### TASK DESCRIPTION
Every line of the data below that holds the string "held" needs to be reported.

### DATASET ENTRIES
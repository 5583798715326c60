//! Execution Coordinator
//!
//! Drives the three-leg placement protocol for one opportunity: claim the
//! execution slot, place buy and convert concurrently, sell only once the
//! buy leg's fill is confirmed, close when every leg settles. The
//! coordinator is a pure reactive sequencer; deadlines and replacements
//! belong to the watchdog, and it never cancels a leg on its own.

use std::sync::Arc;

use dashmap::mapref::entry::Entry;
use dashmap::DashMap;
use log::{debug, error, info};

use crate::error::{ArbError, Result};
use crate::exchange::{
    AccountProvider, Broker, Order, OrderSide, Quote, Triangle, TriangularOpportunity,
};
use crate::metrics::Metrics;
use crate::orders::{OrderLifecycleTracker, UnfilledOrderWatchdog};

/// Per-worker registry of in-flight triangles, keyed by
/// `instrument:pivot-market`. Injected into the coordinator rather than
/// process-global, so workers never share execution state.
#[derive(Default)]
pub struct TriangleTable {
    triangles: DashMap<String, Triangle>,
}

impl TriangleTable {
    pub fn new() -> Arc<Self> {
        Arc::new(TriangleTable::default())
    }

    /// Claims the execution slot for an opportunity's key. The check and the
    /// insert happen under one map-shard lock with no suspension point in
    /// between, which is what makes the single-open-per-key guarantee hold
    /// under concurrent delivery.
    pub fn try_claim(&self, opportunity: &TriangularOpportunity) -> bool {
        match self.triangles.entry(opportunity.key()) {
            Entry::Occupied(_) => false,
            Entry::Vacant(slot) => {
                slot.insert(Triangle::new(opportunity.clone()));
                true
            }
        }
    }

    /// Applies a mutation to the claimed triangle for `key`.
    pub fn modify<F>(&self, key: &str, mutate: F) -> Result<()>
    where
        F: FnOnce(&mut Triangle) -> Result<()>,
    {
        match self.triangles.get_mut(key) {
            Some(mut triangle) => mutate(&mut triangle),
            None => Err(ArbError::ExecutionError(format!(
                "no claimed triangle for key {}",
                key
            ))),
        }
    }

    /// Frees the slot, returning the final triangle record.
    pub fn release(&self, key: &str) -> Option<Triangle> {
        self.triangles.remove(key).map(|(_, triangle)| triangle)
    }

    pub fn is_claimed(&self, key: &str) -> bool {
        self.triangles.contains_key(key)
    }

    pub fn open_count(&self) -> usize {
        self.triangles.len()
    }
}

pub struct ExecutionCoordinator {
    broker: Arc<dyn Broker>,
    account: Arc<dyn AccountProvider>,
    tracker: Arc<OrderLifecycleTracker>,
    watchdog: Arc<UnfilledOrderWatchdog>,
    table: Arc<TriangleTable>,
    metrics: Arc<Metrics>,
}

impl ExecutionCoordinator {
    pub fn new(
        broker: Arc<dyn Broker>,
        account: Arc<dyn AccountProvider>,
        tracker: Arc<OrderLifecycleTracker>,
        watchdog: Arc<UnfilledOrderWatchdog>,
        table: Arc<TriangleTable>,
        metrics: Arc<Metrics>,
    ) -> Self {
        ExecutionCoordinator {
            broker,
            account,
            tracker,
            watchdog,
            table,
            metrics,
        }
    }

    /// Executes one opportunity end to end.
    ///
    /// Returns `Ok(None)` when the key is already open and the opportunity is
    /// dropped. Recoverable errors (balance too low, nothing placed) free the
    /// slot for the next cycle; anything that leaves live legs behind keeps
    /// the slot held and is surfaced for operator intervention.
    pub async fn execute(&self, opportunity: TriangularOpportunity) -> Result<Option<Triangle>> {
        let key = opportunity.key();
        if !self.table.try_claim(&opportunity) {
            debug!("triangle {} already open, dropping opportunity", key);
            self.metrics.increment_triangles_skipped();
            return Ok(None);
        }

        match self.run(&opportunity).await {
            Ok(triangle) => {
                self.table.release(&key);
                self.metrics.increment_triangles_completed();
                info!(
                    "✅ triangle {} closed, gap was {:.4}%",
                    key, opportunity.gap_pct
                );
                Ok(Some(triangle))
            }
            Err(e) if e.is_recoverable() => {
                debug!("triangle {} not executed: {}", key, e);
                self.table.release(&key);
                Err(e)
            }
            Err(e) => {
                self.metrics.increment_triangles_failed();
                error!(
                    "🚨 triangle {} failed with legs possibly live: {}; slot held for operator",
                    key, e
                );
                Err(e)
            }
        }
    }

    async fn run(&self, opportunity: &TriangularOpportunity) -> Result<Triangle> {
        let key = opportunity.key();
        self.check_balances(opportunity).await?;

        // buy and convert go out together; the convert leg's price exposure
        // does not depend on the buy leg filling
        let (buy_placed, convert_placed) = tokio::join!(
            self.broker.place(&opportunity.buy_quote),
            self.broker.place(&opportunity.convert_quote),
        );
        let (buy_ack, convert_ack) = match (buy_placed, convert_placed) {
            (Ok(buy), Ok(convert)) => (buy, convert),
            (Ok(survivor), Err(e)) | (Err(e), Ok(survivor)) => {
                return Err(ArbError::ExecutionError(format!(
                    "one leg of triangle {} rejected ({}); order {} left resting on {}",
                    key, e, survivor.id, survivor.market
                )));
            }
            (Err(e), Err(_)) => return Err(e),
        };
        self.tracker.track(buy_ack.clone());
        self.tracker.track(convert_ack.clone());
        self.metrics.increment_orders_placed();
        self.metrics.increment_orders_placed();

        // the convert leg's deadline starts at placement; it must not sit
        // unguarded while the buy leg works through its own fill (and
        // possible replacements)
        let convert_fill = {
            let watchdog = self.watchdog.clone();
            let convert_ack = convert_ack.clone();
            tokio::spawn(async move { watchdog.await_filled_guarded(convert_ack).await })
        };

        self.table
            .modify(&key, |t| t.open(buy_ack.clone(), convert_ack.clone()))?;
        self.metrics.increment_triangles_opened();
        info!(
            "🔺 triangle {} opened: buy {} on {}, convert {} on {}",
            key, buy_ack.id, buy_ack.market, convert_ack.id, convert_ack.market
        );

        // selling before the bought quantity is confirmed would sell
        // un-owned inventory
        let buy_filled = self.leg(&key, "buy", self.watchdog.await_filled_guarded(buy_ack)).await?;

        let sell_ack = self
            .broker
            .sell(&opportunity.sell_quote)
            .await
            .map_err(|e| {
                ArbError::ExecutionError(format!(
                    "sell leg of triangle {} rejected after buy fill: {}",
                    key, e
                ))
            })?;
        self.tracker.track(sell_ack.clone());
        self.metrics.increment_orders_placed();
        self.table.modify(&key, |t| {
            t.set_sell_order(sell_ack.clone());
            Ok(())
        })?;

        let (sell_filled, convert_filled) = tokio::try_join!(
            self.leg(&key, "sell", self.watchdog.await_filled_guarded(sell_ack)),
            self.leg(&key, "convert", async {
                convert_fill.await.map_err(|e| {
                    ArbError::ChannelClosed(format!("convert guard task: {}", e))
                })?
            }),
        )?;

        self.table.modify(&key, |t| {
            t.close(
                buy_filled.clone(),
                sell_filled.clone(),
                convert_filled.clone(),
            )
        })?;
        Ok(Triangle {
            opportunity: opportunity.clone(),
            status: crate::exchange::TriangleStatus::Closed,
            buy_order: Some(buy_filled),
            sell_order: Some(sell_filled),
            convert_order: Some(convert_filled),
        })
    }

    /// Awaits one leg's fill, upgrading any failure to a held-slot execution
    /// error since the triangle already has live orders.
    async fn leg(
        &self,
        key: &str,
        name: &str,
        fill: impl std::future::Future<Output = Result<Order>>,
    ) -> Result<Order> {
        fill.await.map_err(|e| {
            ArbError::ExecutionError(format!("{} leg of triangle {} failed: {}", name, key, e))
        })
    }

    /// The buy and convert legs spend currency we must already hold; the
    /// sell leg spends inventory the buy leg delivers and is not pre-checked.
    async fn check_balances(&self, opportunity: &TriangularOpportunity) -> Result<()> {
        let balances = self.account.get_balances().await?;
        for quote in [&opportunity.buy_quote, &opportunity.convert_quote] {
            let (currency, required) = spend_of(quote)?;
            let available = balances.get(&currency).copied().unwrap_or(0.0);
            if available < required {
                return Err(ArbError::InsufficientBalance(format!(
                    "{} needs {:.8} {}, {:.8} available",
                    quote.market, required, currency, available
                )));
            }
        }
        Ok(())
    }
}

### RESULT OF THIS TASK
    /// the slot held and is surfaced for operator intervention.
                    "🚨 triangle {} failed with legs possibly live: {}; slot held for operator",
    /// Awaits one leg's fill, upgrading any failure to a held-slot execution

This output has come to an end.